Documented adverse effects (emmenagogue and abortifacient effects). Avoid use. 1 , 2

Interactions

None well documented.

Adverse Reactions

Contact dermatitis and various allergies have been reported. Significant contraceptive activity was observed in female rats orally administered seed extracts and other fractions of chicory. In case of gallstones, consult with a physician before taking chicory.

Toxicology

Toxic contamination with foreign substances or bacteria has been noted.

Botany

Chicory is a perennial plant indigenous to Europe, India, and Egypt. It was introduced to the US in the late 19th century. It grows as a weed in temperate climates and is widely cultivated in northern Europe. There are 2 principal types: The Brunswick variety has deeply cut leaves and generally spreads horizontally; the Magdeburg variety has undivided leaves and grows erect. Chicory has bright blue flowers that bloom from July to September. The dried root is the primary part of the plant used.

History

In cultivation, chicory roots are “forced” during the fall and winter to produce 2 types of leaves used as greens: Barbe de capucin and witloof (or French endive). The leaves of young plants are used as potherbs, in which case they are cooked like spinach. Leaves of older plants, when blanched, are used like celery.
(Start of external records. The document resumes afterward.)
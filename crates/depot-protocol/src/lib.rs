pub mod client;
pub mod manifest;
pub mod routes;

pub use client::{ClientError, DepotClient, Poll};
pub use manifest::{ManifestDocument, VersionEntry};
//! File system storage management
//!
//! Handles path validation, content classification, and the read, write and
//! list operations.

pub mod content;
pub mod filesystem;
pub mod operations;
pub mod results;
pub mod validation;

pub use operations::FileStore;
pub use results::{DirectoryEntry, EntryKind, ListResult, WriteResult};
pub use validation::{PathValidator, ValidatedPath};
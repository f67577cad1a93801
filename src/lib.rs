pub mod config;
pub mod error;
pub mod protocol;
pub mod server;
pub mod storage;
pub mod utils;

pub use config::{ServerConfig, TraversalPolicy};
pub use error::{ErrorClass, FailureKind, FileOpError, ToolError};
pub use protocol::FileService;
pub use server::Server;
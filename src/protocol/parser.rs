//! Request parsing
//!
//! Turns one line of client input into a [`ToolRequest`].

use serde::Deserialize;
use serde_json::Value;

use crate::error::ToolError;
use crate::protocol::commands::ToolCall;

/// Envelope of a single request line
#[derive(Debug, Deserialize)]
struct RawRequest {
    #[serde(default)]
    id: Option<Value>,
    tool: String,
    #[serde(default)]
    arguments: Value,
}

/// A parsed request: correlation id plus either a call or the reason it
/// could not be built.
#[derive(Debug)]
pub struct ToolRequest {
    pub id: Option<Value>,
    pub call: Result<ToolCall, ToolError>,
}

/// Parse a request line of the form
/// `{"id": ..., "tool": "read_file", "arguments": {...}}`.
pub fn parse_request(line: &str) -> ToolRequest {
    let value: Value = match serde_json::from_str(line.trim()) {
        Ok(value) => value,
        Err(e) => {
            return ToolRequest {
                id: None,
                call: Err(ToolError::InvalidRequest(format!("Malformed JSON: {}", e))),
            };
        }
    };

    // Keep the id even when the rest of the envelope is wrong
    let id = value.get("id").cloned().filter(|id| !id.is_null());

    match serde_json::from_value::<RawRequest>(value) {
        Ok(raw) => ToolRequest {
            id: raw.id.or(id),
            call: ToolCall::from_parts(&raw.tool, raw.arguments),
        },
        Err(e) => ToolRequest {
            id,
            call: Err(ToolError::InvalidRequest(format!("Malformed request: {}", e))),
        },
    }
}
Chicory roots are boiled and eaten with butter. They are also roasted and used to add a bitter, mellow taste to coffee and tea or used as a substitute for coffee. Chicory is on the FDA Generally Recognized as Safe (GRAS) list.

Chemistry

Chicory flowers contain cichoriin, which is 6,7-glucohydroxycoumarin. The roots contain up to 8% inulin (a polysaccharide), a bitter principle consisting of 1 part protocatechuic aldehyde to 3 parts inulin, as well as lactucin and lactucopicrin. 3 Constituents of the greens include chicoric acid (dicaffeoyl tartaric acid), flavonoids, catechol tannins, glycosides, carbohydrates, unsaturated sterols and triterpenoids, sesquiterpene lactones, and tartaric acid. 4 , 5 Leaf proteins from chicory greens have also been reported. 6

The root contains a large number of steam-distillable aromatic compounds. Acetophenone provides the characteristic chicory aroma. Upon roasting, inulin is converted to oxymethylfurfural, a compound with a coffee-like smell. 5 Fructan:fructan 6G-fructosyltransferase (6G-FFT) was found to be an important enzyme in the formation of inulin. According to 1 report, introduction of 6G-FFT from 1 plant into chicory resulted in inulin synthesis. 7 Chicory is the source of the taste-modifier maltol, which is known to intensify the flavor of sugar.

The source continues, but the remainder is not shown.